HSBC’s architects were at first hesitant to use a “schema-less” approach, fearing that the whole thing could “spin out of control.” But as they learned more about the NoSQL database, they came to appreciate not only how it handles the data model, but other aspects of the database, like its built-in data replication. In the end, support for ACID helped convince the architects to use the database for the application.
But Wait, Could There Be More?
As previously mentioned, there are well over 300 databases in the world today. In the IBM i world, there are four officially supported – Db2, MySQL, MariaDB, and Redis – with another two (PostgreSQL and MongoDB) on the way. But if the IBM i server is going to support six databases, what’s to stop it from supporting a dozen or two more?

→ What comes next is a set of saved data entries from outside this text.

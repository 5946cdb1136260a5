// SPDX-License-Identifier: BUSL-1.1
// Copyright (c) 2026 Alfred Jean LLC

//! The `Feedback` document — a reviewer comment on a section of an edition.

use chrono::{DateTime, Utc};
use serde::{Deserialize, Serialize};

crate::define_id! {
    /// Unique identifier for a feedback item.
    pub struct FeedbackId;
}

#[derive(Debug, Clone, Serialize, Deserialize)]
pub struct Feedback {
    pub id: String,
    pub edition_id: String,
    pub section: String,
    pub comment: String,
    #[serde(default)]
    pub resolved: bool,
    #[serde(default)]
    pub learn_from_feedback: bool,
    pub created_at: DateTime<Utc>,
    pub updated_at: DateTime<Utc>,
    #[serde(default, skip_serializing_if = "Option::is_none")]
    pub deleted_at: Option<DateTime<Utc>>,
}

impl Feedback {
    pub fn new(
        id: impl Into<String>,
        edition_id: impl Into<String>,
        section: impl Into<String>,
        comment: impl Into<String>,
        now: DateTime<Utc>,
    ) -> Self {
        Self {
            id: id.into(),
            edition_id: edition_id.into(),
            section: section.into(),
            comment: comment.into(),
            resolved: false,
            learn_from_feedback: true,
            created_at: now,
            updated_at: now,
            deleted_at: None,
        }
    }
}

crate::impl_document!(
    Feedback,
    container = "feedback",
    partition_key = |f| f.edition_id.as_str()
);

#[cfg(any(test, feature = "test-support"))]
impl Feedback {
    pub fn builder(id: impl Into<String>, edition_id: impl Into<String>) -> Self {
        Self::new(id, edition_id, "intro", "tighten the opening", DateTime::UNIX_EPOCH)
    }
}

#[cfg(test)]
#[path = "feedback_tests.rs"]
mod tests;
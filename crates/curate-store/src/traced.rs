// SPDX-License-Identifier: BUSL-1.1
// Copyright (c) 2026 Alfred Jean LLC

//! Latency logging for any [`DocumentStore`] implementation:
//! "every operation records latency; operations exceeding a configured
//! threshold are logged at warning level with duration and operation name").

use crate::error::StoreError;
use crate::store::{ChangeFeedPage, DocumentStore, QueryParam};
use async_trait::async_trait;
use serde_json::Value as Json;
use std::time::Instant;

/// Wraps a [`DocumentStore`], logging each operation's duration and
/// escalating to `warn` past `slow_operation_ms`.
pub struct TracedStore<S> {
    inner: S,
    slow_operation_ms: u64,
}

impl<S: DocumentStore> TracedStore<S> {
    pub fn new(inner: S, slow_operation_ms: u64) -> Self {
        Self {
            inner,
            slow_operation_ms,
        }
    }

    fn log(&self, container: &str, operation: &str, started_at: Instant, outcome: &str) {
        let duration_ms = started_at.elapsed().as_secs_f64() * 1000.0;
        if duration_ms >= self.slow_operation_ms as f64 {
            tracing::warn!(
                container,
                operation,
                duration_ms,
                outcome,
                "slow repository operation"
            );
        } else {
            tracing::debug!(
                container,
                operation,
                duration_ms,
                outcome,
                "repository operation"
            );
        }
    }
}

#[async_trait]
impl<S: DocumentStore> DocumentStore for TracedStore<S> {
    async fn create(
        &self,
        container: &str,
        partition_key: &str,
        body: Json,
    ) -> Result<Json, StoreError> {
        let started_at = Instant::now();
        let result = self.inner.create(container, partition_key, body).await;
        self.log(
            container,
            "create",
            started_at,
            if result.is_ok() { "created" } else { "error" },
        );
        result
    }

    async fn get(
        &self,
        container: &str,
        id: &str,
        partition_key: &str,
    ) -> Result<Option<Json>, StoreError> {
        let started_at = Instant::now();
        let result = self.inner.get(container, id, partition_key).await;
        let outcome = match &result {
            Ok(Some(_)) => "found",
            Ok(None) => "not_found",
            Err(_) => "error",
        };
        self.log(container, "get", started_at, outcome);
        result
    }

    async fn replace(
        &self,
        container: &str,
        id: &str,
        partition_key: &str,
        body: Json,
    ) -> Result<Json, StoreError> {
        let started_at = Instant::now();
        let result = self.inner.replace(container, id, partition_key, body).await;
        self.log(
            container,
            "replace",
            started_at,
            if result.is_ok() { "updated" } else { "error" },
        );
        result
    }

    async fn query(
        &self,
        container: &str,
        template: &str,
        params: &[QueryParam<'_>],
    ) -> Result<Vec<Json>, StoreError> {
        let started_at = Instant::now();
        let result = self.inner.query(container, template, params).await;
        self.log(
            container,
            "query",
            started_at,
            if result.is_ok() { "ok" } else { "error" },
        );
        result
    }

    async fn change_feed(
        &self,
        container: &str,
        continuation: Option<&str>,
        max_item_count: u32,
    ) -> Result<ChangeFeedPage, StoreError> {
        let started_at = Instant::now();
        let result = self
            .inner
            .change_feed(container, continuation, max_item_count)
            .await;
        self.log(
            container,
            "change_feed",
            started_at,
            if result.is_ok() { "ok" } else { "error" },
        );
        result
    }
}

#[cfg(test)]
#[path = "traced_tests.rs"]
mod tests;
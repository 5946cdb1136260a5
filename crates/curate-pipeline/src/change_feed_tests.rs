use super::*;
use crate::concurrency::{ClaimSet, EditionLocks};
use crate::ledger::RunLedger;
use curate_agent::{AgentOutcome, FakeAgent};
use curate_core::{Edition, Feedback, FakeClock, Link, LinkBuilder, LinkStatus, SequentialIdGen};
use curate_events::{EventPublisher, ExternalBus};
use curate_store::InMemoryStore;
use proptest::prelude::*;
use std::time::Duration;

fn store() -> Arc<dyn DocumentStore> {
    Arc::new(InMemoryStore::new())
}

fn processor(store: Arc<dyn DocumentStore>, agent: FakeAgent) -> ChangeFeedProcessor<FakeAgent, SequentialIdGen, FakeClock> {
    let links = Repository::with_clock(store.clone(), FakeClock::new());
    let editions = Repository::with_clock(store.clone(), FakeClock::new());
    let feedback = Repository::with_clock(store.clone(), FakeClock::new());
    let ledger = Arc::new(RunLedger::with_clock(
        Repository::with_clock(store.clone(), FakeClock::new()),
        SequentialIdGen::new("run"),
        FakeClock::new(),
    ));
    let events = Arc::new(EventPublisher::new(ExternalBus::disabled()));
    let orchestrator = Arc::new(PipelineOrchestrator::new(
        links,
        editions,
        feedback,
        ledger,
        events,
        ClaimSet::new(),
        EditionLocks::new(),
        agent,
    ));
    let tokens = Repository::with_clock(store.clone(), FakeClock::new());
    ChangeFeedProcessor::new(store, tokens, orchestrator, HandlerSemaphore::new(4), FakeClock::new())
}

#[tokio::test]
async fn poll_container_dispatches_a_link_item_and_returns_a_resumable_token() {
    let store = store();
    let links: Repository<Link, FakeClock> = Repository::with_clock(store.clone(), FakeClock::new());
    links
        .create(LinkBuilder::new("l1").status(LinkStatus::Submitted).edition_id("e1").build())
        .await
        .unwrap();

    let agent = FakeAgent::new();
    agent.push_response(Ok(AgentOutcome {
        text: "advanced".to_string(),
        usage: None,
    }));
    let processor = processor(store.clone(), agent);

    let mut handlers = JoinSet::new();
    let token = processor.poll_container(LINKS_CONTAINER, None, &mut handlers).await.unwrap();
    assert!(!token.is_empty());
    while handlers.join_next().await.is_some() {}

    let runs = Repository::<curate_core::AgentRun, FakeClock>::with_clock(store, FakeClock::new())
        .query("SELECT * FROM c WHERE c.trigger_id = @trigger_id", &[("@trigger_id", serde_json::json!("l1"))])
        .await
        .unwrap();
    assert_eq!(runs.len(), 1);
}

#[tokio::test]
async fn poll_container_on_an_empty_feed_returns_a_stable_token_and_spawns_nothing() {
    let processor = processor(store(), FakeAgent::new());
    let mut handlers = JoinSet::new();
    let token = processor.poll_container(LINKS_CONTAINER, None, &mut handlers).await.unwrap();
    assert!(!token.is_empty());
    assert_eq!(handlers.len(), 0);
}

#[tokio::test]
async fn save_token_then_load_token_round_trips() {
    let processor = processor(store(), FakeAgent::new());
    processor.save_token(LINKS_CONTAINER, "42").await.unwrap();
    assert_eq!(processor.load_token(LINKS_CONTAINER).await.unwrap(), Some("42".to_string()));
}

#[tokio::test]
async fn save_token_twice_updates_rather_than_duplicating() {
    let processor = processor(store(), FakeAgent::new());
    processor.save_token(LINKS_CONTAINER, "1").await.unwrap();
    processor.save_token(LINKS_CONTAINER, "2").await.unwrap();
    assert_eq!(processor.load_token(LINKS_CONTAINER).await.unwrap(), Some("2".to_string()));
}

#[tokio::test]
async fn load_token_for_an_unseen_container_is_none() {
    let processor = processor(store(), FakeAgent::new());
    assert_eq!(processor.load_token(FEEDBACK_CONTAINER).await.unwrap(), None);
}

#[test]
fn backoff_delay_doubles_and_caps_at_max() {
    assert_eq!(backoff_delay(1), Duration::from_secs(2));
    assert_eq!(backoff_delay(2), Duration::from_secs(4));
    assert_eq!(backoff_delay(10), MAX_BACKOFF);
}

#[tokio::test]
async fn run_processes_a_pending_feedback_item_then_stops_on_cancellation() {
    let store = store();
    let editions: Repository<Edition, FakeClock> = Repository::with_clock(store.clone(), FakeClock::new());
    editions.create(Edition::builder("e1")).await.unwrap();
    let feedback: Repository<Feedback, FakeClock> = Repository::with_clock(store.clone(), FakeClock::new());
    feedback.create(Feedback::builder("fb1", "e1")).await.unwrap();

    let agent = FakeAgent::new();
    agent.push_response(Ok(AgentOutcome {
        text: "edited".to_string(),
        usage: None,
    }));
    let processor = processor(store.clone(), agent);

    let cancel = CancellationToken::new();
    let run_cancel = cancel.clone();
    let handle = tokio::spawn(async move { processor.run(&run_cancel).await });

    tokio::time::sleep(Duration::from_millis(50)).await;
    cancel.cancel();
    handle.await.unwrap();

    let runs = Repository::<curate_core::AgentRun, FakeClock>::with_clock(store, FakeClock::new())
        .query("SELECT * FROM c WHERE c.trigger_id = @trigger_id", &[("@trigger_id", serde_json::json!("fb1"))])
        .await
        .unwrap();
    assert_eq!(runs.len(), 1);
}

proptest! {
    /// Whatever number of links land in the container between polls, the
    /// continuation token returned never moves backwards — each poll's
    /// token is always >= the one it resumed from.
    #[test]
    fn continuation_token_never_regresses_across_successive_polls(batch_sizes in proptest::collection::vec(0usize..5, 1..8)) {
        let runtime = tokio::runtime::Runtime::new().unwrap();
        runtime.block_on(async {
            let store = store();
            let links: Repository<Link, FakeClock> = Repository::with_clock(store.clone(), FakeClock::new());
            let processor = processor(store.clone(), FakeAgent::new());

            let mut token: Option<String> = None;
            let mut last_numeric: u64 = 0;
            let mut counter = 0usize;
            for batch in batch_sizes {
                for _ in 0..batch {
                    links
                        .create(LinkBuilder::new(format!("token-l{counter}")).status(LinkStatus::Submitted).edition_id("e1").build())
                        .await
                        .unwrap();
                    counter += 1;
                }

                let mut handlers = JoinSet::new();
                let next = processor.poll_container(LINKS_CONTAINER, token.clone(), &mut handlers).await.unwrap();
                while handlers.join_next().await.is_some() {}

                let numeric: u64 = next.parse().unwrap_or(last_numeric);
                prop_assert!(numeric >= last_numeric);
                last_numeric = numeric;
                token = Some(next);
            }
            Ok(())
        })?;
    }
}
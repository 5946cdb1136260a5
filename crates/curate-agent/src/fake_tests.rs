use super::*;
use serde_json::json;

#[tokio::test]
async fn default_behavior_echoes_prompt() {
    let agent = FakeAgent::new();
    let outcome = agent
        .invoke(json!({"prompt": "hello"}))
        .await
        .expect("invoke");
    assert_eq!(outcome.text, "hello");
    assert_eq!(agent.call_count(), 1);
}

#[tokio::test]
async fn queued_responses_are_returned_in_order() {
    let agent = FakeAgent::new();
    agent.push_response(Ok(AgentOutcome {
        text: "first".into(),
        usage: None,
    }));
    agent.push_response(Err(AgentError::Invocation("boom".into())));

    let first = agent.invoke(json!({})).await.expect("first");
    assert_eq!(first.text, "first");

    let second = agent.invoke(json!({})).await;
    assert!(second.is_err());

    // Falls back to default echo behavior once the queue is drained.
    let third = agent.invoke(json!({"prompt": "p"})).await.expect("third");
    assert_eq!(third.text, "p");
}

#[tokio::test]
async fn default_response_applies_after_queue_drains() {
    let agent = FakeAgent::new();
    agent.set_default_response(Err(AgentError::Invocation("always fails".into())));
    let result = agent.invoke(json!({})).await;
    assert!(result.is_err());
    let result = agent.invoke(json!({})).await;
    assert!(result.is_err());
}

#[tokio::test]
async fn records_every_call() {
    let agent = FakeAgent::new();
    agent.invoke(json!({"n": 1})).await.expect("invoke");
    agent.invoke(json!({"n": 2})).await.expect("invoke");
    assert_eq!(agent.calls(), vec![json!({"n": 1}), json!({"n": 2})]);
}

As you look at the list of the world’s top databases, there are several that stand out that could be a good fit. According to Erwin Early, a senior solutions consultant with Perforce (the company that now owns the Zend Server line of PHP runtimes and solutions), there’s at least one other database that could be a good fit.
“Another one that should be fairly easy on the IBM i platform . . . is Cassandra,” Early said in a recent COMMON iNSIGHT session titled “Exploring Open Source Databases on IBM i.”
“Cassandra is Java-based so it should be really a simple matter of just getting the source and bringing it over to the platform. It should just flat-out run. But I don’t know of anybody to date who has done that yet.”
Apache Cassandra is a NoSQL database that was based on Bigtable, a key-value store created by Google for storing large amounts of data and delivering fast read and write throughput with low latency. Cassandra, which is considered a wide column store, today supports multi-region global clusters, and while it can be complex to set up, is considered the gold standard for organizations that need to maintain the highest levels of data availability in a globally dispersed environment.
But why stop with MongoDB, Cassandra, and Redis? There are many other more exotic members of the NoSQL database family that enterprising IBM i customers could find a use for: Elasticsearch for log management and log analytics; Memcached for super-fast serving of data; Neo4j for graph data structures and analysis; Couchbase for edge-to-core analytics; Aerospike for extreme data serving performance across geographic clusters; and MarkLogic, one of the first multi-modal databases.
Supporting a database is no trivial matter. It’s where an organization stores its most important assets, so has to be reliable. There’s no indication that Db2 will cease being the database of record for IBM i shops, even with the new databases that are coming to the platform. But clearly as the IBM i community broadens its acceptance of open source technologies, there will be advantages to supporting specialized databases that can do things that Db2 was never designed to do. And that’s a very good thing.